# EXERCISE DETAILS
Tally the lines in the records underneath that contain the string "SinglePage", and state the figure by itself.

::: GIVEN ENTRIES :::

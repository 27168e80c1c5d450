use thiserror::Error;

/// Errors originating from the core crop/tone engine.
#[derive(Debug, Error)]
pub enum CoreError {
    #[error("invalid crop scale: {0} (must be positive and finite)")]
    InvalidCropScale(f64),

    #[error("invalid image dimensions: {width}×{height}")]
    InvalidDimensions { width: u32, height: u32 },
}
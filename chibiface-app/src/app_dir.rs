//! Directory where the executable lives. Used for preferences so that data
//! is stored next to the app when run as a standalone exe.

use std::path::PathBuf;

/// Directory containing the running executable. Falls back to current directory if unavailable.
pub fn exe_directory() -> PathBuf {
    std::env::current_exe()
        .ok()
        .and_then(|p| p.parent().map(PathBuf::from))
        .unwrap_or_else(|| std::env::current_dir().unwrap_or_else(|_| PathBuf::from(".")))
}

:::
::: GIVEN ENTRIES :::

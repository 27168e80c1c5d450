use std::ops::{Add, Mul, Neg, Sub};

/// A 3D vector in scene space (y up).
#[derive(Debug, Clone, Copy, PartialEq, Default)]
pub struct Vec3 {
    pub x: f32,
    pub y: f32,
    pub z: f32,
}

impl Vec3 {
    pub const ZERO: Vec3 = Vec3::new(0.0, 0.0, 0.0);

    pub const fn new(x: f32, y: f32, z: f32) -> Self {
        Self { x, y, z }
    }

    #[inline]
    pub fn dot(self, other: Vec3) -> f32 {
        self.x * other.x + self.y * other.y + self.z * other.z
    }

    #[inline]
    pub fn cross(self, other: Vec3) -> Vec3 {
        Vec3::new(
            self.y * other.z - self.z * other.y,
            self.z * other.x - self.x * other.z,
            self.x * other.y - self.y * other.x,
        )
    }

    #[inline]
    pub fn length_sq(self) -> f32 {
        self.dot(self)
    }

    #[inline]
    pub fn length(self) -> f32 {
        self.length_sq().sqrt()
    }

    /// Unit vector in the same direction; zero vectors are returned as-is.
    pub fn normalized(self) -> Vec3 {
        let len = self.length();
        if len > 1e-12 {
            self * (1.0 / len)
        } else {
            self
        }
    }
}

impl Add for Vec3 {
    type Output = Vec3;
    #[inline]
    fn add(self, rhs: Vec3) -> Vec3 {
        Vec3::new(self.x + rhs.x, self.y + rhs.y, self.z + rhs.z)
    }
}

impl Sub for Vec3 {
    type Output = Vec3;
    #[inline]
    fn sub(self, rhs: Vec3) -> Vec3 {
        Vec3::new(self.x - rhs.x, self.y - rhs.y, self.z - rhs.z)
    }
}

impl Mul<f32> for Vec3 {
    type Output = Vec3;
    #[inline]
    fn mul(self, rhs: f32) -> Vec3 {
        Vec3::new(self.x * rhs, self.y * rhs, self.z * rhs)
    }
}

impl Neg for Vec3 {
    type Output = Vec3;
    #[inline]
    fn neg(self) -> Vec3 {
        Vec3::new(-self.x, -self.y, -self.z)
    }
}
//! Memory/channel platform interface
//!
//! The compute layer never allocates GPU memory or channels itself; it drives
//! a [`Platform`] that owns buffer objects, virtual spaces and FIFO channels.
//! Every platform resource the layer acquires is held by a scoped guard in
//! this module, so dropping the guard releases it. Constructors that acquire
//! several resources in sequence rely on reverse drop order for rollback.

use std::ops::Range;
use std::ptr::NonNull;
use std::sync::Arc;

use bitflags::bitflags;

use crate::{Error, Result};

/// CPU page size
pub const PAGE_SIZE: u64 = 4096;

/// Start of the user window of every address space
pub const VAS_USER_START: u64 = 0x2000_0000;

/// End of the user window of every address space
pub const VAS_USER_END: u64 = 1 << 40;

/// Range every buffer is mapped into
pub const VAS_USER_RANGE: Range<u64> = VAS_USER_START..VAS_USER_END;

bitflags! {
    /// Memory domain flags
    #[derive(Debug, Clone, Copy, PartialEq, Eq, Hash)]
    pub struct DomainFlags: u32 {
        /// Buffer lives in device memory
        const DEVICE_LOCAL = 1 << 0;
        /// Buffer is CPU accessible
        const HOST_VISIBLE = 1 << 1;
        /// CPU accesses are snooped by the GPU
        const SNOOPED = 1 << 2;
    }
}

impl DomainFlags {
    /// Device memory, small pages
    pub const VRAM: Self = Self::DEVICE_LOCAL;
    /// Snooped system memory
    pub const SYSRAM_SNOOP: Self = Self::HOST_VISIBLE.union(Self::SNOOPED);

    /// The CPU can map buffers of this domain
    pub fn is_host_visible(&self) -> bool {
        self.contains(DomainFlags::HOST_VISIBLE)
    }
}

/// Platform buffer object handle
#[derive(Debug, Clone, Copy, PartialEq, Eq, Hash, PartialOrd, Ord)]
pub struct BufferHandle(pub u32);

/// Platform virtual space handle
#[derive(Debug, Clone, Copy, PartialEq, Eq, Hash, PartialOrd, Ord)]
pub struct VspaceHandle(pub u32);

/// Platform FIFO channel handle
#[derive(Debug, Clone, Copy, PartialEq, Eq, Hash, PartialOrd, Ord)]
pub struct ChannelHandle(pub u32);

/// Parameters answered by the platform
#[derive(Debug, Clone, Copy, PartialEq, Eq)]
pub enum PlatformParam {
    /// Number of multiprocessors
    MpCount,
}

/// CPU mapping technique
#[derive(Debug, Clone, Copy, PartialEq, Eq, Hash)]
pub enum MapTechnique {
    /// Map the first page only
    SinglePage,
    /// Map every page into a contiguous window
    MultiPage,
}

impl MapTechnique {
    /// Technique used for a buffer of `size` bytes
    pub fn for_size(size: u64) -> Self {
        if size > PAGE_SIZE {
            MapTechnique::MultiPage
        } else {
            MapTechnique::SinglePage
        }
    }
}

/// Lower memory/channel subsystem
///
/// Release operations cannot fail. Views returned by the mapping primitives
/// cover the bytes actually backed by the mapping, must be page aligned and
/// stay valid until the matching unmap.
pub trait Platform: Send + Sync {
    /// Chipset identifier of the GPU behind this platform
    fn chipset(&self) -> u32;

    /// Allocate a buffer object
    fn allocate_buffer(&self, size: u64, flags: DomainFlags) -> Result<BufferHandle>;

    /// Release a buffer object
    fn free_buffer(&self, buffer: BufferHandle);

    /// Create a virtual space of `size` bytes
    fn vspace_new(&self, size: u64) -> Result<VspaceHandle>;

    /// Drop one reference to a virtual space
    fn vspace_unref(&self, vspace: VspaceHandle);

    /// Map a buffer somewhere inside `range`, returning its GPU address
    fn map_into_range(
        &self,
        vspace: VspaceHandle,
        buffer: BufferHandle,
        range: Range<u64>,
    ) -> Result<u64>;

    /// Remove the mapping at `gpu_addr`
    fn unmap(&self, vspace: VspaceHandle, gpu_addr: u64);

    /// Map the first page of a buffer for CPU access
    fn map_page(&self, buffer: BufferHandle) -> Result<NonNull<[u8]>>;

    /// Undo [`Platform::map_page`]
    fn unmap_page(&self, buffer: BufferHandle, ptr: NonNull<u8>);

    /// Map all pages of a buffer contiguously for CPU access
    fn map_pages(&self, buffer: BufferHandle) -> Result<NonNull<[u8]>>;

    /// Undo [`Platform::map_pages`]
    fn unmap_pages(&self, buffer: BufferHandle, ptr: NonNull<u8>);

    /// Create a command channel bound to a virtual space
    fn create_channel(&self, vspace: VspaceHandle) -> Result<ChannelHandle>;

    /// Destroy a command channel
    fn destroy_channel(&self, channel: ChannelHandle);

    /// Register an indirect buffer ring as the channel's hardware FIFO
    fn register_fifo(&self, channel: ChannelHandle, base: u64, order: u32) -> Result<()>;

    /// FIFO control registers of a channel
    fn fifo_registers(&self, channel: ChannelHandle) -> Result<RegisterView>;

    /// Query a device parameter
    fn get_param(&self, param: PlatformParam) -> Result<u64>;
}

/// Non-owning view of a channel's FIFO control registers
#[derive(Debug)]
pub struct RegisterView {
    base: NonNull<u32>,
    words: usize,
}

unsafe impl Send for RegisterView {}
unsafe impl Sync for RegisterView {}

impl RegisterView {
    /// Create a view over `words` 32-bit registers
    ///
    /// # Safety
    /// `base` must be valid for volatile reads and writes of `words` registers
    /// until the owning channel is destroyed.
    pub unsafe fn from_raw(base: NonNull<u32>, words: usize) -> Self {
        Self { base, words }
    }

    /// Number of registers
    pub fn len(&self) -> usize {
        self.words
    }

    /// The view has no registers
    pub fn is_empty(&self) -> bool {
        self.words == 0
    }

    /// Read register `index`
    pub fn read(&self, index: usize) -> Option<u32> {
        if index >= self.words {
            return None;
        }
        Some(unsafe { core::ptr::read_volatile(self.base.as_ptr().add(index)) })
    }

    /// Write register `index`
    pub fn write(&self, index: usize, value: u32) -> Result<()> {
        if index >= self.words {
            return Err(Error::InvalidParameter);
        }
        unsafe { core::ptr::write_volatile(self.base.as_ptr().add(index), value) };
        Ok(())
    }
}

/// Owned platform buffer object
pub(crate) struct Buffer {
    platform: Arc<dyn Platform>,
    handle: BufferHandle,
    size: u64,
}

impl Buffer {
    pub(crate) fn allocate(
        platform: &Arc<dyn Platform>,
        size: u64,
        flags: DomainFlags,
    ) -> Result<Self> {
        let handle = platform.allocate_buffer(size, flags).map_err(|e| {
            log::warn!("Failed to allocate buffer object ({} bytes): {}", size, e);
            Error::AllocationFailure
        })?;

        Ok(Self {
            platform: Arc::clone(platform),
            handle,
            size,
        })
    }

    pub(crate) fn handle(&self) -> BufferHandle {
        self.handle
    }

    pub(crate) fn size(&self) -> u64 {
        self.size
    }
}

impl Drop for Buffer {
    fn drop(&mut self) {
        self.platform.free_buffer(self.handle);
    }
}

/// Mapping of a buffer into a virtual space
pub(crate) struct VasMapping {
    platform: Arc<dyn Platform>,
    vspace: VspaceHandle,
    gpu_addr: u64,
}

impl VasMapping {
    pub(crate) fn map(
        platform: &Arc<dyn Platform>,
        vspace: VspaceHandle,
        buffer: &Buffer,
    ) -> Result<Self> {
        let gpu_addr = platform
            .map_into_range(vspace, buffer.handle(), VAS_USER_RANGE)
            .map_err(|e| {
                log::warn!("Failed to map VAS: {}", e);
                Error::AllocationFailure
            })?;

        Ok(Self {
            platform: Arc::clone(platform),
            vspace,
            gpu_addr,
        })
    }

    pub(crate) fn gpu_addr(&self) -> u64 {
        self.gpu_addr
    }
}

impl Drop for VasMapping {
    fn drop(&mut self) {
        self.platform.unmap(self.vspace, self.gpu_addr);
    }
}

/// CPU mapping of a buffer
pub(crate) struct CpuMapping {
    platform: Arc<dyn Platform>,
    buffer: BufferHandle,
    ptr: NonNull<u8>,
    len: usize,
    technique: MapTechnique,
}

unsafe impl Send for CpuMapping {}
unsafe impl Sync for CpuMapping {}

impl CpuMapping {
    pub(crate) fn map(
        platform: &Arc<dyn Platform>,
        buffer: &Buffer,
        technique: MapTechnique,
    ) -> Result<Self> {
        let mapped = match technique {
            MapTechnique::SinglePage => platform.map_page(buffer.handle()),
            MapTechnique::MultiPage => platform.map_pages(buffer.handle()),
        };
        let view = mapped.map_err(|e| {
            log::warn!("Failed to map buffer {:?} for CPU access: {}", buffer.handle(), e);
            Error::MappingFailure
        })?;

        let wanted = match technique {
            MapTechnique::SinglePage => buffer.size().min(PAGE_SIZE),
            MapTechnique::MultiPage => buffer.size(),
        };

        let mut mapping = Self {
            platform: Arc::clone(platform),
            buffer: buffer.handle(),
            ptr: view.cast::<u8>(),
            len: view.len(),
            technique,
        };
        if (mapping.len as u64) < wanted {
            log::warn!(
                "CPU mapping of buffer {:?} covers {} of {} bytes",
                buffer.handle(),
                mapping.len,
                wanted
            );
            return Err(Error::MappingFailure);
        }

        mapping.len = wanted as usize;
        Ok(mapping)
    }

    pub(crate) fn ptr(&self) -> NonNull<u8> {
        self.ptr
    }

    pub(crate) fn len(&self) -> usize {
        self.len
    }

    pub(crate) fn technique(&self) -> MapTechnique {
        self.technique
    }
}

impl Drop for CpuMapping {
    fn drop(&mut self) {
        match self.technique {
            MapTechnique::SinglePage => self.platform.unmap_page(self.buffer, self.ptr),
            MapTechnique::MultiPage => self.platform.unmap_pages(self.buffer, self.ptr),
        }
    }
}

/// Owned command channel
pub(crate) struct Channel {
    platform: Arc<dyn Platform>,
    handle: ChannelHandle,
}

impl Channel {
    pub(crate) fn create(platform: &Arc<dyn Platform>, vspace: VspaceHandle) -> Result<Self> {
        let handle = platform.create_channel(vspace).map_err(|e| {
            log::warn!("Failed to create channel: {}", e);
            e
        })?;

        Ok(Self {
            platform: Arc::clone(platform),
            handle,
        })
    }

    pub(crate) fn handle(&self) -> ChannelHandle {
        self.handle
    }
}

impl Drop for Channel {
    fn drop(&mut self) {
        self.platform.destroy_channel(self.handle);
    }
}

:::

# EXPECTED OUTPUT
5